-- Exercise material follows --
//! Handles requests to run the patcher over the uploaded package.

use std::io::Write;

use anyhow::{Context, Result};
use log::info;
use rvb_catalog::catalog::Catalog;

use crate::args::{selection_args, PatchSelection};
use crate::parameters::PARAMETERS;
use crate::runner::PatchRun;

/// Handles `Patch` [Requests](crate::models::request::Request).
///
/// Streams one Server-Sent-Event frame per runner event to `stream`, flushing
/// after each frame so progress reaches the client while the subprocess is
/// still running. The work directory is deliberately left as-is afterwards:
/// the patched artifact must survive for download, and the serving layer
/// clears the directory with a `ClearWorkDir` request before the next run.
pub(super) fn handle_patch<W: Write>(
    catalog: &Catalog,
    included_patches: Vec<String>,
    excluded_patches: Vec<String>,
    stream: &mut W,
) -> Result<()> {
    let selection = PatchSelection {
        included_patches,
        excluded_patches,
    };
    let extra_args = selection_args(catalog, &selection);
    if !extra_args.is_empty() {
        info!("Overriding patch defaults with: {}", extra_args.join(" "));
    }

    for event in PatchRun::new(catalog, &PARAMETERS, extra_args) {
        stream
            .write_all(event.to_frame().as_bytes())
            .context("Writing event frame")?;
        stream.flush().context("Flushing event frame")?;
    }

    Ok(())
}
-- Exercise material concluded --
* _Problem requirements_
Your answer must be an exact copy of all the entries.

* _Written response_
//! Handles requests to run the patcher over the uploaded package.

use std::io::Write;

use anyhow::{Context, Result};
use log::info;
use rvb_catalog::catalog::Catalog;

use crate::args::{selection_args, PatchSelection};
use crate::parameters::PARAMETERS;
use crate::runner::PatchRun;

/// Handles `Patch` [Requests](crate::models::request::Request).
///
/// Streams one Server-Sent-Event frame per runner event to `stream`, flushing
/// after each frame so progress reaches the client while the subprocess is
/// still running. The work directory is deliberately left as-is afterwards:
/// the patched artifact must survive for download, and the serving layer
/// clears the directory with a `ClearWorkDir` request before the next run.
pub(super) fn handle_patch<W: Write>(
    catalog: &Catalog,
    included_patches: Vec<String>,
    excluded_patches: Vec<String>,
    stream: &mut W,
) -> Result<()> {
    let selection = PatchSelection {
        included_patches,
        excluded_patches,
    };
    let extra_args = selection_args(catalog, &selection);
    if !extra_args.is_empty() {
        info!("Overriding patch defaults with: {}", extra_args.join(" "));
    }

    for event in PatchRun::new(catalog, &PARAMETERS, extra_args) {
        stream
            .write_all(event.to_frame().as_bytes())
            .context("Writing event frame")?;
        stream.flush().context("Flushing event frame")?;
    }

    Ok(())
}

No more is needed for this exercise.